I have no idea what the rest of your post is all about.
Fido
 
  1  
Reply Wed 22 Dec, 2010 07:26 pm
@kennethamy,
kennethamy wrote:

north wrote:

kennethamy

sometimes a circular argument is true nonetheless

again

to determine that something exists , is to do without its existence and understand the consequences

for us , Humans , it is about air and water


No. Because no arguments are either true or false. The question about argument is whether of not they prove their conclusions. Now, consider the following argument: 1. The world is round. Therefore, 2. the world is round. Now the conclusion is clearly true. Would you consider that the argument proved the conclusion true. Circular arguments may very well have true conclusions. But so what. That does not mean that the circular argument proved its conclusion true. There is a reason why to say that an argument is circular is a criticism of the argument. It is because a circular argument does not make its conclusion believable.

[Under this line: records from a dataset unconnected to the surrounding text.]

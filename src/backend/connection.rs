//! Connection and target binding.
//!
//! A [`Connection`] is exclusively owned by one [`Target`]. The target
//! binds itself during construction; the connection keeps only a weak
//! back-reference, so dropping the target frees the connection for a new
//! binding.

// ============================================================================
// Imports
// ============================================================================

use std::fmt;
use std::sync::Arc;

use parking_lot::RwLock;
use tracing::{debug, warn};

use crate::error::{Error, Result};
use crate::identifiers::TargetId;
use crate::target::{Target, WeakTarget};

use super::Agents;

// ============================================================================
// ConnectionKind
// ============================================================================

/// What a connection talks to.
#[derive(Debug, Clone, PartialEq, Eq)]
pub enum ConnectionKind {
    /// The process's primary connection to the inspected page.
    Main,
    /// A dedicated connection to one worker.
    Worker(TargetId),
}

// ============================================================================
// Connection
// ============================================================================

struct ConnectionInner {
    kind: ConnectionKind,
    agents: Agents,
    target: RwLock<Option<WeakTarget>>,
}

/// A protocol connection multiplexing agent calls to one target.
#[derive(Clone)]
pub struct Connection {
    inner: Arc<ConnectionInner>,
}

impl fmt::Debug for Connection {
    fn fmt(&self, f: &mut fmt::Formatter<'_>) -> fmt::Result {
        f.debug_struct("Connection")
            .field("kind", &self.inner.kind)
            .field("agents", &self.inner.agents)
            .field("bound", &self.is_bound())
            .finish()
    }
}

impl Connection {
    /// Creates the primary page connection.
    #[must_use]
    pub fn main(agents: Agents) -> Self {
        Self::new(ConnectionKind::Main, agents)
    }

    /// Creates a connection to the worker `worker_id`.
    #[must_use]
    pub fn worker(worker_id: impl Into<TargetId>, agents: Agents) -> Self {
        Self::new(ConnectionKind::Worker(worker_id.into()), agents)
    }

    fn new(kind: ConnectionKind, agents: Agents) -> Self {
        Self {
            inner: Arc::new(ConnectionInner {
                kind,
                agents,
                target: RwLock::new(None),
            }),
        }
    }
}

// ============================================================================
// Connection - Accessors
// ============================================================================

impl Connection {
    /// Returns what this connection talks to.
    #[inline]
    #[must_use]
    pub fn kind(&self) -> &ConnectionKind {
        &self.inner.kind
    }

    /// Returns the exposed agents.
    #[inline]
    #[must_use]
    pub fn agents(&self) -> &Agents {
        &self.inner.agents
    }

    /// Returns the bound target, if it is still alive.
    #[must_use]
    pub fn target(&self) -> Option<Target> {
        self.inner.target.read().as_ref().and_then(WeakTarget::upgrade)
    }

    /// Returns `true` if a live target is bound.
    #[inline]
    #[must_use]
    pub fn is_bound(&self) -> bool {
        self.target().is_some()
    }

    /// Returns `true` if both handles refer to the same connection.
    #[inline]
    #[must_use]
    pub fn ptr_eq(&self, other: &Connection) -> bool {
        Arc::ptr_eq(&self.inner, &other.inner)
    }
}

// ============================================================================
// Connection - Binding
// ============================================================================

impl Connection {
    /// Binds `target` as the owner of this connection.
    ///
    /// # Errors
    ///
    /// Returns [`Error::StaleBackReference`] if another live target is
    /// already bound.
    pub(crate) fn bind_target(&self, target: &Target) -> Result<()> {
        let mut bound = self.inner.target.write();

        if let Some(current) = bound.as_ref().and_then(WeakTarget::upgrade) {
            warn!(
                current = %current.identifier(),
                requested = %target.identifier(),
                "Connection already bound"
            );
            return Err(Error::stale_back_reference(current.identifier().clone()));
        }

        debug!(target_id = %target.identifier(), kind = ?self.inner.kind, "Connection bound");
        *bound = Some(target.downgrade());
        Ok(())
    }
}

// ============================================================================
// Tests
// ============================================================================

I have no idea what the rest of your post is all about.
If you could only get people to buy into your premise you could prove anything... The world is spherical which is like a sphere, and is more like saying something is roundish... In fact, nothing can be proved conclusively true or false, but believable and unbelievable... The fact that an argument is in some senses circular does not disallow its relative truth... It just does not make a very logical argument... I have two books going on logic though it is far from my favorite subject... And I do not think you have stated a circular argument correctly... It is as if we say that in a syllogism that we must take for granted the very point we expect to prove, and when we are done we are still only a little more certain of the point we take for granted... Does that make sense to you???